(Stored items)
■ ■ ■

// -- Tests --------------------------------------------------------------------

#[cfg(test)]
mod tests {
    use super::*;
    use crate::navigation::TextExample;
    use tempfile::TempDir;

    fn examples(n: usize) -> Vec<TextExample> {
        (0..n)
            .map(|i| TextExample::new(format!("ex{}", i), format!("example number {}", i)))
            .collect()
    }

    fn open(dir: &TempDir, n: usize, page_size: usize) -> Annotator<TextExample> {
        Annotator::open(
            dir.path().join("labels.tsv"),
            examples(n),
            ["cat", "dog", "bird"],
            AnnotatorOptions {
                page_size,
                ..AnnotatorOptions::default()
            },
        )
        .unwrap()
    }

    #[test]
    fn test_invalid_class_ids_rejected() {
        let dir = TempDir::new().unwrap();
        let err = Annotator::open(
            dir.path().join("labels.tsv"),
            examples(1),
            ["cat", " dog"],
            AnnotatorOptions::default(),
        )
        .err()
        .unwrap();
        assert_eq!(err.code(), "INVALID_CLASS_ID");
    }

    #[test]
    fn test_reserved_id_collision_is_fatal() {
        let dir = TempDir::new().unwrap();
        let err = Annotator::open(
            dir.path().join("labels.tsv"),
            examples(1),
            ["cat", "dog"],
            AnnotatorOptions {
                no_selection_id: Some("dog".to_string()),
                ..AnnotatorOptions::default()
            },
        )
        .err()
        .unwrap();
        assert!(matches!(err, JournalError::DuplicateReservedId(ref id) if id == "dog"));
    }

    #[test]
    fn test_generated_no_selection_id_is_stable() {
        let ids = vec!["cat".to_string(), "dog".to_string()];
        assert_eq!(no_selection_id(&ids), no_selection_id(&ids));
        assert_eq!(no_selection_id(&ids).len(), 32);
        assert!(!ids.contains(&no_selection_id(&ids)));
    }

    #[test]
    fn test_toggle_sets_then_clears() {
        let dir = TempDir::new().unwrap();
        let mut annotator = open(&dir, 3, 1);

        assert!(annotator.toggle(0, 1).unwrap());
        assert_eq!(annotator.label_at(0), Some("dog"));

        annotator.toggle(0, 0).unwrap();
        assert_eq!(annotator.label_at(0), Some("cat"));

        annotator.toggle(0, 0).unwrap();
        assert_eq!(annotator.label_at(0), None);

        assert!(!annotator.toggle(0, 7).unwrap());
        assert!(!annotator.toggle(1, 0).unwrap());
    }

    #[test]
    fn test_keyboard_flow_single() {
        let dir = TempDir::new().unwrap();
        let mut annotator = open(&dir, 3, 1);

        annotator.receive_key(&KeyEvent::plain("2")).unwrap();
        assert!(annotator.receive_key(&KeyEvent::plain("n")).unwrap());
        annotator.receive_key(&KeyEvent::plain("3")).unwrap();
        assert!(annotator.receive_key(&KeyEvent::plain("n")).unwrap());
        assert!(!annotator.receive_key(&KeyEvent::plain("n")).unwrap());
        assert!(!annotator.receive_key(&KeyEvent::plain("x")).unwrap());

        let store = annotator.store();
        assert_eq!(store.get("ex0").unwrap(), "dog");
        assert_eq!(store.get("ex1").unwrap(), "bird");
        assert!(!store.has("ex2"));
        assert_eq!(annotator.progress().labelled, 2);
    }

    #[test]
    fn test_keyboard_flow_paged() {
        let dir = TempDir::new().unwrap();
        let mut annotator = open(&dir, 7, 3);

        annotator.receive_key(&KeyEvent::plain("1")).unwrap();
        annotator.receive_key(&KeyEvent::plain("3").with_meta()).unwrap();
        annotator.receive_key(&KeyEvent::plain("n")).unwrap();
        annotator.receive_key(&KeyEvent::plain("2").with_ctrl()).unwrap();

        let store = annotator.store();
        assert_eq!(store.get("ex0").unwrap(), "cat");
        assert_eq!(store.get("ex2").unwrap(), "bird");
        assert_eq!(store.get("ex4").unwrap(), "dog");
        assert_eq!(store.count(), 3);
    }

    #[test]
    fn test_default_choice_labels_page_and_follows_navigation() {
        let dir = TempDir::new().unwrap();
        let mut annotator = open(&dir, 5, 2);

        annotator.toggle(1, 1).unwrap();
        annotator.set_default_choice(Some("cat")).unwrap();
        assert_eq!(annotator.label_at(0), Some("cat"));
        assert_eq!(annotator.label_at(1), Some("dog"));

        // Changing the default relabels only what the default labeled.
        annotator.set_default_choice(Some("bird")).unwrap();
        assert_eq!(annotator.label_at(0), Some("bird"));
        assert_eq!(annotator.label_at(1), Some("dog"));

        annotator.next().unwrap();
        assert_eq!(annotator.label_at(0), Some("bird"));
        assert_eq!(annotator.label_at(1), Some("bird"));

        // Disabling removes the auto labels on the current page.
        let sentinel = annotator.no_selection_id().to_string();
        annotator.set_default_choice(Some(&sentinel)).unwrap();
        assert_eq!(annotator.default_choice(), None);
        assert_eq!(annotator.label_at(0), None);
        assert_eq!(annotator.label_at(1), None);

        assert!(matches!(
            annotator.set_default_choice(Some("fish")),
            Err(JournalError::UnknownClass(_))
        ));
    }

    #[test]
    fn test_clear_drops_labeled_examples() {
        let dir = TempDir::new().unwrap();
        let mut annotator = open(&dir, 4, 1);
        annotator.toggle(0, 0).unwrap();
        annotator.next().unwrap();
        annotator.next().unwrap();
        annotator.toggle(0, 2).unwrap();

        annotator.clear();
        assert_eq!(annotator.cursor().index(), 0);
        assert_eq!(annotator.discarded(), 2);
        let progress = annotator.progress();
        assert_eq!(progress.total, 2);
        assert_eq!(progress.labelled, 0);
        assert_eq!(annotator.page()[0].id(), "ex1");
    }

    #[test]
    fn test_progress_rounding() {
        let dir = TempDir::new().unwrap();
        let mut annotator = open(&dir, 3, 1);
        annotator.toggle(0, 0).unwrap();
        let progress = annotator.progress();
        assert_eq!(progress.percent, 33.33);
        assert_eq!(progress.total_pages, 3);
    }

    #[test]
    fn test_labels_survive_reopen() {
        let dir = TempDir::new().unwrap();
        {
            let mut annotator = open(&dir, 3, 1);
            annotator.toggle(0, 2).unwrap();
        }
        let annotator = open(&dir, 3, 1);
        assert_eq!(annotator.label_at(0), Some("bird"));
    }

    #[test]
    fn test_button_captions() {
        let dir = TempDir::new().unwrap();
        let annotator = Annotator::open(
            dir.path().join("labels.tsv"),
            examples(4),
            ["pos", "neg"],
            AnnotatorOptions {
                page_size: 2,
                class_names: Some(vec!["Positive".to_string(), "Negative".to_string()]),
                ..AnnotatorOptions::default()
            },
        )
        .unwrap();
        assert_eq!(
            annotator.button_captions(),
            vec![
                vec!["Positive (1)".to_string(), "Negative (ctrl-1)".to_string()],
                vec!["Positive (2)".to_string(), "Negative (ctrl-2)".to_string()],
            ]
        );
    }

    #[test]
    fn test_ui_event_json() {
        let event: UiEvent =
            serde_json::from_str(r#"{"type": "key", "key": "1", "ctrlKey": true}"#).unwrap();
        assert_eq!(event, UiEvent::Key(KeyEvent::plain("1").with_ctrl()));

        let event: UiEvent =
            serde_json::from_str(r#"{"type": "default_choice", "class_id": null}"#).unwrap();
        assert_eq!(event, UiEvent::DefaultChoice { class_id: None });
    }
}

■ ■ ■

* **What the task requires**
Copy out each record exactly as given, omitting none.

* **Exercise solution**
// -- Tests --------------------------------------------------------------------

#[cfg(test)]
mod tests {
    use super::*;
    use crate::navigation::TextExample;
    use tempfile::TempDir;

    fn examples(n: usize) -> Vec<TextExample> {
        (0..n)
            .map(|i| TextExample::new(format!("ex{}", i), format!("example number {}", i)))
            .collect()
    }

    fn open(dir: &TempDir, n: usize, page_size: usize) -> Annotator<TextExample> {
        Annotator::open(
            dir.path().join("labels.tsv"),
            examples(n),
            ["cat", "dog", "bird"],
            AnnotatorOptions {
                page_size,
                ..AnnotatorOptions::default()
            },
        )
        .unwrap()
    }

    #[test]
    fn test_invalid_class_ids_rejected() {
        let dir = TempDir::new().unwrap();
        let err = Annotator::open(
            dir.path().join("labels.tsv"),
            examples(1),
            ["cat", " dog"],
            AnnotatorOptions::default(),
        )
        .err()
        .unwrap();
        assert_eq!(err.code(), "INVALID_CLASS_ID");
    }

    #[test]
    fn test_reserved_id_collision_is_fatal() {
        let dir = TempDir::new().unwrap();
        let err = Annotator::open(
            dir.path().join("labels.tsv"),
            examples(1),
            ["cat", "dog"],
            AnnotatorOptions {
                no_selection_id: Some("dog".to_string()),
                ..AnnotatorOptions::default()
            },
        )
        .err()
        .unwrap();
        assert!(matches!(err, JournalError::DuplicateReservedId(ref id) if id == "dog"));
    }

    #[test]
    fn test_generated_no_selection_id_is_stable() {
        let ids = vec!["cat".to_string(), "dog".to_string()];
        assert_eq!(no_selection_id(&ids), no_selection_id(&ids));
        assert_eq!(no_selection_id(&ids).len(), 32);
        assert!(!ids.contains(&no_selection_id(&ids)));
    }

    #[test]
    fn test_toggle_sets_then_clears() {
        let dir = TempDir::new().unwrap();
        let mut annotator = open(&dir, 3, 1);

        assert!(annotator.toggle(0, 1).unwrap());
        assert_eq!(annotator.label_at(0), Some("dog"));

        annotator.toggle(0, 0).unwrap();
        assert_eq!(annotator.label_at(0), Some("cat"));

        annotator.toggle(0, 0).unwrap();
        assert_eq!(annotator.label_at(0), None);

        assert!(!annotator.toggle(0, 7).unwrap());
        assert!(!annotator.toggle(1, 0).unwrap());
    }

    #[test]
    fn test_keyboard_flow_single() {
        let dir = TempDir::new().unwrap();
        let mut annotator = open(&dir, 3, 1);

        annotator.receive_key(&KeyEvent::plain("2")).unwrap();
        assert!(annotator.receive_key(&KeyEvent::plain("n")).unwrap());
        annotator.receive_key(&KeyEvent::plain("3")).unwrap();
        assert!(annotator.receive_key(&KeyEvent::plain("n")).unwrap());
        assert!(!annotator.receive_key(&KeyEvent::plain("n")).unwrap());
        assert!(!annotator.receive_key(&KeyEvent::plain("x")).unwrap());

        let store = annotator.store();
        assert_eq!(store.get("ex0").unwrap(), "dog");
        assert_eq!(store.get("ex1").unwrap(), "bird");
        assert!(!store.has("ex2"));
        assert_eq!(annotator.progress().labelled, 2);
    }

    #[test]
    fn test_keyboard_flow_paged() {
        let dir = TempDir::new().unwrap();
        let mut annotator = open(&dir, 7, 3);

        annotator.receive_key(&KeyEvent::plain("1")).unwrap();
        annotator.receive_key(&KeyEvent::plain("3").with_meta()).unwrap();
        annotator.receive_key(&KeyEvent::plain("n")).unwrap();
        annotator.receive_key(&KeyEvent::plain("2").with_ctrl()).unwrap();

        let store = annotator.store();
        assert_eq!(store.get("ex0").unwrap(), "cat");
        assert_eq!(store.get("ex2").unwrap(), "bird");
        assert_eq!(store.get("ex4").unwrap(), "dog");
        assert_eq!(store.count(), 3);
    }

    #[test]
    fn test_default_choice_labels_page_and_follows_navigation() {
        let dir = TempDir::new().unwrap();
        let mut annotator = open(&dir, 5, 2);

        annotator.toggle(1, 1).unwrap();
        annotator.set_default_choice(Some("cat")).unwrap();
        assert_eq!(annotator.label_at(0), Some("cat"));
        assert_eq!(annotator.label_at(1), Some("dog"));

        // Changing the default relabels only what the default labeled.
        annotator.set_default_choice(Some("bird")).unwrap();
        assert_eq!(annotator.label_at(0), Some("bird"));
        assert_eq!(annotator.label_at(1), Some("dog"));

        annotator.next().unwrap();
        assert_eq!(annotator.label_at(0), Some("bird"));
        assert_eq!(annotator.label_at(1), Some("bird"));

        // Disabling removes the auto labels on the current page.
        let sentinel = annotator.no_selection_id().to_string();
        annotator.set_default_choice(Some(&sentinel)).unwrap();
        assert_eq!(annotator.default_choice(), None);
        assert_eq!(annotator.label_at(0), None);
        assert_eq!(annotator.label_at(1), None);

        assert!(matches!(
            annotator.set_default_choice(Some("fish")),
            Err(JournalError::UnknownClass(_))
        ));
    }

    #[test]
    fn test_clear_drops_labeled_examples() {
        let dir = TempDir::new().unwrap();
        let mut annotator = open(&dir, 4, 1);
        annotator.toggle(0, 0).unwrap();
        annotator.next().unwrap();
        annotator.next().unwrap();
        annotator.toggle(0, 2).unwrap();

        annotator.clear();
        assert_eq!(annotator.cursor().index(), 0);
        assert_eq!(annotator.discarded(), 2);
        let progress = annotator.progress();
        assert_eq!(progress.total, 2);
        assert_eq!(progress.labelled, 0);
        assert_eq!(annotator.page()[0].id(), "ex1");
    }

    #[test]
    fn test_progress_rounding() {
        let dir = TempDir::new().unwrap();
        let mut annotator = open(&dir, 3, 1);
        annotator.toggle(0, 0).unwrap();
        let progress = annotator.progress();
        assert_eq!(progress.percent, 33.33);
        assert_eq!(progress.total_pages, 3);
    }

    #[test]
    fn test_labels_survive_reopen() {
        let dir = TempDir::new().unwrap();
        {
            let mut annotator = open(&dir, 3, 1);
            annotator.toggle(0, 2).unwrap();
        }
        let annotator = open(&dir, 3, 1);
        assert_eq!(annotator.label_at(0), Some("bird"));
    }

    #[test]
    fn test_button_captions() {
        let dir = TempDir::new().unwrap();
        let annotator = Annotator::open(
            dir.path().join("labels.tsv"),
            examples(4),
            ["pos", "neg"],
            AnnotatorOptions {
                page_size: 2,
                class_names: Some(vec!["Positive".to_string(), "Negative".to_string()]),
                ..AnnotatorOptions::default()
            },
        )
        .unwrap();
        assert_eq!(
            annotator.button_captions(),
            vec![
                vec!["Positive (1)".to_string(), "Negative (ctrl-1)".to_string()],
                vec!["Positive (2)".to_string(), "Negative (ctrl-2)".to_string()],
            ]
        );
    }

    #[test]
    fn test_ui_event_json() {
        let event: UiEvent =
            serde_json::from_str(r#"{"type": "key", "key": "1", "ctrlKey": true}"#).unwrap();
        assert_eq!(event, UiEvent::Key(KeyEvent::plain("1").with_ctrl()));

        let event: UiEvent =
            serde_json::from_str(r#"{"type": "default_choice", "class_id": null}"#).unwrap();
        assert_eq!(event, UiEvent::DefaultChoice { class_id: None });
    }
}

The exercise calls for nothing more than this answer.